En la sociedad está muy extendida la opinión errónea y peligrosa de que si una persona tiene sobrepeso, es porque es perezosa o no sabe controlarse. Esta percepción no solo es equivocada, sino también dañina, ya que contribuye a la estigmatización y la discriminación, especialmente entre niños y grupos vulnerables.
Históricamente, las recomendaciones para combatir la obesidad se han basado en la idea de que modificar los hábitos personales es la clave para resolver el problema. Sin embargo, la investigación científica demuestra de manera contundente el papel crucial del entorno. Las condiciones modernas contribuyen al aumento de la obesidad: la omnipresente disponibilidad de alimentos ricos en calorías y pobres en nutrientes, la disminución de los niveles de actividad física, la infraestructura urbana orientada al uso del automóvil y las normas culturales que fomentan un estilo de vida sedentario. Este “ambiente obesogénico” crea condiciones en las que incluso las personas más motivadas enfrentan dificultades para mantener un peso saludable.
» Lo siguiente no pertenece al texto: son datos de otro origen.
//! Flattening of content item lists
//!
//! All three depths keep the leaf set: flattening any of their results fully
//! yields the same elements as flattening the input.

use evox_core_types::ElementId;

use super::ContentItem;

/// Flatten to plain items only
pub fn inline(items: &[ContentItem]) -> Vec<ContentItem> {
    let mut out = Vec::new();
    for item in items {
        match item {
            ContentItem::Simple { .. } => out.push(item.clone()),
            ContentItem::AliasInlined { items, .. } | ContentItem::Group { items, .. } => {
                out.extend(inline(items))
            }
            ContentItem::Choice { options, .. } => {
                for option in options {
                    out.extend(inline(option));
                }
            }
        }
    }
    out
}

/// Flatten aliases and groups, keep choices (and what is inside them) intact
pub fn inline_but_leave_choices(items: &[ContentItem]) -> Vec<ContentItem> {
    let mut out = Vec::new();
    for item in items {
        match item {
            ContentItem::Simple { .. } | ContentItem::Choice { .. } => out.push(item.clone()),
            ContentItem::AliasInlined { items, .. } | ContentItem::Group { items, .. } => {
                out.extend(inline_but_leave_choices(items))
            }
        }
    }
    out
}

/// Flatten groups and choices, keep content inlined from represented classes
pub fn inline_but_leave_sr_content(items: &[ContentItem]) -> Vec<ContentItem> {
    let mut out = Vec::new();
    for item in items {
        match item {
            ContentItem::Simple { .. } | ContentItem::AliasInlined { .. } => {
                out.push(item.clone())
            }
            ContentItem::Group { items, .. } => out.extend(inline_but_leave_sr_content(items)),
            ContentItem::Choice { options, .. } => {
                for option in options {
                    out.extend(inline_but_leave_sr_content(option));
                }
            }
        }
    }
    out
}

/// Elements of every plain item reachable from `items`, in order
pub fn leaf_elements(items: &[ContentItem]) -> Vec<&ElementId> {
    let mut out = Vec::new();
    for item in items {
        match item {
            ContentItem::Simple { element, .. } => out.push(element),
            ContentItem::AliasInlined { items, .. } | ContentItem::Group { items, .. } => {
                out.extend(leaf_elements(items))
            }
            ContentItem::Choice { options, .. } => {
                for option in options {
                    out.extend(leaf_elements(option));
                }
            }
        }
    }
    out
}

#[cfg(test)]
mod tests {
    use super::*;
    use crate::model::Multiplicity;

    fn simple(id: &str) -> ContentItem {
        ContentItem::Simple {
            element: ElementId::from(id),
            via: None,
            multiplicity: Multiplicity::ONE,
        }
    }

    fn sample() -> Vec<ContentItem> {
        vec![
            simple("a"),
            ContentItem::AliasInlined {
                representative: ElementId::from("r"),
                represented: ElementId::from("b"),
                items: vec![ContentItem::Choice {
                    choice: ElementId::from("c"),
                    via: None,
                    multiplicity: Multiplicity::ONE,
                    options: vec![vec![simple("x")], vec![simple("y")]],
                }],
            },
            ContentItem::Group {
                containing: ElementId::from("g"),
                via: None,
                multiplicity: Multiplicity::ONE,
                items: vec![simple("z")],
            },
        ]
    }

    #[test]
    fn test_depths_stop_at_their_boundary() {
        let items = sample();

        assert_eq!(inline(&items).len(), 4);

        let choices_kept = inline_but_leave_choices(&items);
        assert!(matches!(choices_kept[1], ContentItem::Choice { .. }));
        assert_eq!(choices_kept.len(), 3);

        let aliases_kept = inline_but_leave_sr_content(&items);
        assert!(matches!(aliases_kept[1], ContentItem::AliasInlined { .. }));
        assert_eq!(aliases_kept.len(), 3);
    }

    #[test]
    fn test_leaf_order_follows_items() {
        let items = sample();
        let leaves: Vec<&str> = leaf_elements(&items).iter().map(|id| id.as_str()).collect();
        assert_eq!(leaves, vec!["a", "x", "y", "z"]);
    }
}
La mayoría de los programas y estrategias existentes siguen enfocándose en los esfuerzos individuales. Promueven la reducción de la ingesta calórica y el aumento de la actividad física, lo cual, sin duda, es importante, pero no aborda la raíz del problema. Este enfoque ignora las causas sistémicas, como la disponibilidad de alimentos saludables, la calidad del entorno urbano, el nivel de apoyo social y las barreras económicas. Como resultado, especialmente en áreas desfavorecidas donde los “desiertos alimentarios”, la mala infraestructura de transporte y las oportunidades limitadas para la actividad física son la norma, el aumento de peso se convierte no solo en la consecuencia de malos hábitos, sino en una reacción natural del cuerpo a condiciones de vida anómalas.
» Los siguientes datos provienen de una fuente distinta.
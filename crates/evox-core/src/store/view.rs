use std::collections::HashSet;

use evox_core_types::{ElementId, VersionId};

use super::VersionedStore;
use crate::errors::{EvolutionError, Result};
use crate::model::{Diagram, Element, ElementKind};

/// A store pinned to one version, with tree navigation
#[derive(Clone, Copy)]
pub struct ModelView<'a> {
    store: &'a dyn VersionedStore,
    version: VersionId,
}

impl<'a> ModelView<'a> {
    pub fn new(store: &'a dyn VersionedStore, version: VersionId) -> Self {
        Self { store, version }
    }

    pub fn version(&self) -> VersionId {
        self.version
    }

    pub fn store(&self) -> &'a dyn VersionedStore {
        self.store
    }

    /// Does the element exist in this version
    pub fn contains(&self, id: &ElementId) -> bool {
        self.store.exists_in_version(id, self.version)
    }

    pub fn get(&self, id: &ElementId) -> Option<&'a Element> {
        self.store.get_in_version(id, self.version)
    }

    /// # Errors
    ///
    /// Returns `ElementNotFound` if the element does not exist in this version.
    pub fn element(&self, id: &ElementId) -> Result<&'a Element> {
        self.get(id).ok_or_else(|| EvolutionError::ElementNotFound {
            element_id: id.clone(),
            version: self.version,
        })
    }

    /// # Errors
    ///
    /// Returns `DiagramNotFound` if the version carries no diagram.
    pub fn diagram(&self) -> Result<&'a Diagram> {
        self.store
            .diagram(self.version)
            .ok_or(EvolutionError::DiagramNotFound {
                version: self.version,
            })
    }

    pub fn parent(&self, id: &ElementId) -> Option<&'a ElementId> {
        self.get(id)?.parent.as_ref()
    }

    /// Children in traversal order; empty for unknown elements
    pub fn children(&self, id: &ElementId) -> Vec<&'a ElementId> {
        self.get(id).map(|e| e.children()).unwrap_or_default()
    }

    /// The element followed by its ancestors up to the root
    pub fn ancestors_or_self(&self, id: &ElementId) -> Vec<&'a ElementId> {
        let mut path = Vec::new();
        let mut on_path = HashSet::new();
        let mut current = self.get(id);
        while let Some(element) = current {
            // a malformed snapshot could link back to a node already on the path
            if !on_path.insert(&element.id) {
                break;
            }
            path.push(&element.id);
            current = element.parent.as_ref().and_then(|p| self.get(p));
        }
        path
    }

    /// Nearest ancestor-or-self satisfying `predicate`
    pub fn nearest(
        &self,
        id: &ElementId,
        predicate: impl Fn(&ElementId) -> bool,
    ) -> Option<&'a ElementId> {
        self.ancestors_or_self(id)
            .into_iter()
            .find(|candidate| predicate(candidate))
    }

    /// Owner of an element, looking through the association above a class
    pub fn structural_parent(&self, id: &ElementId) -> Option<&'a ElementId> {
        let parent = self.parent(id)?;
        match self.get(parent).map(|p| &p.kind) {
            Some(ElementKind::Association(_)) => self.parent(parent),
            _ => Some(parent),
        }
    }

    pub fn is_root_class(&self, id: &ElementId) -> bool {
        self.get(id)
            .map(|e| e.as_class().is_some() && e.parent.is_none())
            .unwrap_or(false)
    }

    pub fn has_label(&self, id: &ElementId) -> bool {
        self.get(id).map(Element::has_label).unwrap_or(false)
    }

    /// Class represented by `id`, if `id` is a structural representative
    pub fn represented_class(&self, id: &ElementId) -> Option<&'a ElementId> {
        self.get(id)?.as_class()?.represented_class.as_ref()
    }

    /// Every node reachable from the diagram roots, in depth-first pre-order
    ///
    /// # Errors
    ///
    /// Returns `DiagramNotFound` if the version carries no diagram.
    pub fn tree_nodes(&self) -> Result<Vec<&'a ElementId>> {
        let mut nodes = Vec::new();
        let mut seen = HashSet::new();
        let mut pending: Vec<&'a ElementId> = self.diagram()?.roots.iter().rev().collect();
        while let Some(id) = pending.pop() {
            if !seen.insert(id) {
                continue;
            }
            nodes.push(id);
            pending.extend(self.children(id).into_iter().rev());
        }
        Ok(nodes)
    }
}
Aún más preocupante es que la mayoría de las recomendaciones para combatir la obesidad siguen basándose en la idea de que la persona es la única responsable de su peso. Esto crea la ilusión de que todo lo que se necesita es “querer más” y “hacer más”. Pero esto no es cierto. Las investigaciones demuestran que las personas que viven en condiciones de privación social y económica tienen un riesgo significativamente mayor de obesidad. Se enfrentan a desiertos alimentarios, acceso limitado a atención médica de calidad, estrés y problemas psicológicos que contribuyen al aumento de peso. En tales condiciones, ni siquiera los esfuerzos de voluntad más firmes pueden compensar completamente la influencia del entorno.
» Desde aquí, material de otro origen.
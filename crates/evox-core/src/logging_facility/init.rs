//! Logging initialization module
//!
//! Provides a single initialization point for the logging facility.

use std::sync::Once;
use tracing_subscriber::{util::SubscriberInitExt, EnvFilter};

/// Logging profile configuration
#[derive(Debug, Clone, Copy, PartialEq, Eq)]
pub enum Profile {
    /// Human-readable output for development
    Development,
    /// JSON structured output for production
    Production,
    /// Test capture mode for deterministic testing
    Test,
}

impl Profile {
    /// Filter used when `RUST_LOG` is not set
    pub fn default_filter(&self) -> &'static str {
        match self {
            Profile::Development => "evox=debug",
            Profile::Production => "evox=info",
            Profile::Test => "off",
        }
    }
}

static INIT_ONCE: Once = Once::new();

/// Initialize the logging facility
///
/// Installs the global tracing subscriber for the selected profile. Only the
/// first call has an effect. `RUST_LOG` overrides the profile's default filter.
///
/// # Example
///
/// ```
/// use evox_core::logging_facility::{init, Profile};
///
/// init(Profile::Development);
/// ```
pub fn init(profile: Profile) {
    INIT_ONCE.call_once(|| {
        let filter = EnvFilter::try_from_default_env()
            .unwrap_or_else(|_| EnvFilter::new(profile.default_filter()));
        match profile {
            Profile::Development => {
                tracing_subscriber::fmt().with_env_filter(filter).init();
            }
            Profile::Production => {
                tracing_subscriber::fmt()
                    .json()
                    .with_env_filter(filter)
                    .init();
            }
            Profile::Test => {
                // Test capture is initialized separately via init_test_capture()
                tracing_subscriber::registry().init();
            }
        }
    });
}

#[cfg(test)]
mod tests {
    use super::*;

    #[test]
    fn test_init_idempotent() {
        init(Profile::Test);
        init(Profile::Test);
    }

    #[test]
    fn test_profile_filters() {
        assert_eq!(Profile::Development.default_filter(), "evox=debug");
        assert_eq!(Profile::Production.default_filter(), "evox=info");
        assert_ne!(Profile::Development, Profile::Production);
    }
}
¿Por qué entonces el consejo de “comer menos, moverse más” sigue dominando? La respuesta reside en concepciones obsoletas y la falta de un enfoque sistémico. Estas recomendaciones se basan en un modelo que simplifica la complejidad de la enfermedad, reduciéndola a una mera responsabilidad personal. Este enfoque no solo es ineficaz, sino también perjudicial, ya que refuerza la estigmatización y la culpabilización, lo que es particularmente peligroso para niños y familias ya en situación vulnerable. Como resultado, muchas personas se sienten culpables y avergonzadas de su situación, lo que les impide buscar ayuda y el apoyo necesario.